H∞ control for fractional order neural networks with uncertainties subject to deception attacks via Improved memory-event-triggered scheme and Its application

• Published in: Neural networks Vol. 184; p. 107092
• Main Authors: Banu, K. Asmiya, Aparna, T., Tajudeen, M. Mubeen, Rajchakit, Grienggrai, Huang, Tingwen
• Format: Journal Article
• Language: English
• Published: United States Elsevier Ltd 01.04.2025
• Subjects: Algorithms; Computer Security; Deception; Deception attacks; Humans; H∞ control; Memory; Memory based event-triggered strategy; Neural Networks, Computer; Uncertainties; Uncertainty; H∞ control; Uncertainties; Memory based event-triggered strategy; Deception attacks; H(∞) control
• ISSN: 0893-6080; 1879-2782; 1879-2782
• DOI: 10.1016/j.neunet.2024.107092

The article discusses an improved memory-event-triggered strategy for H∞ control class of fractional-order neural networks (FONNs) with uncertainties, which are vulnerable to deception attacks. The system under consideration is simultaneously influenced by external disturbances, network-induced time delays, uncertainties, and deception attacks. The suggested enhanced memory event-triggered framework enhances communications security measures and conserves network bandwidth compared to standard control strategies. Recently released packets are saved at the event generator and controller sides to develop the triggered events and construct the memory-based controller. A new type of fractional order neural network model is developed in consideration of both the impacts of enhanced memory-event-triggered strategy and deception attacks.
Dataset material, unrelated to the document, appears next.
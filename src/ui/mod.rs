/// UI layer: widget panels and the per-view chart renderers.

pub mod charts;
pub mod panels;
By constructing suitable Lyapunov-Krasovskii functionals (LKFs), the asymptotic stability criterion with a H∞ performance index is derived. Moreover, the controller gain and weighting matrices can be obtained by solving the linear matrix inequalities (LMIs). Finally, illustrative examples, including a Chua’s diode circuit system, are used to prove the correctness of the suggested control technique.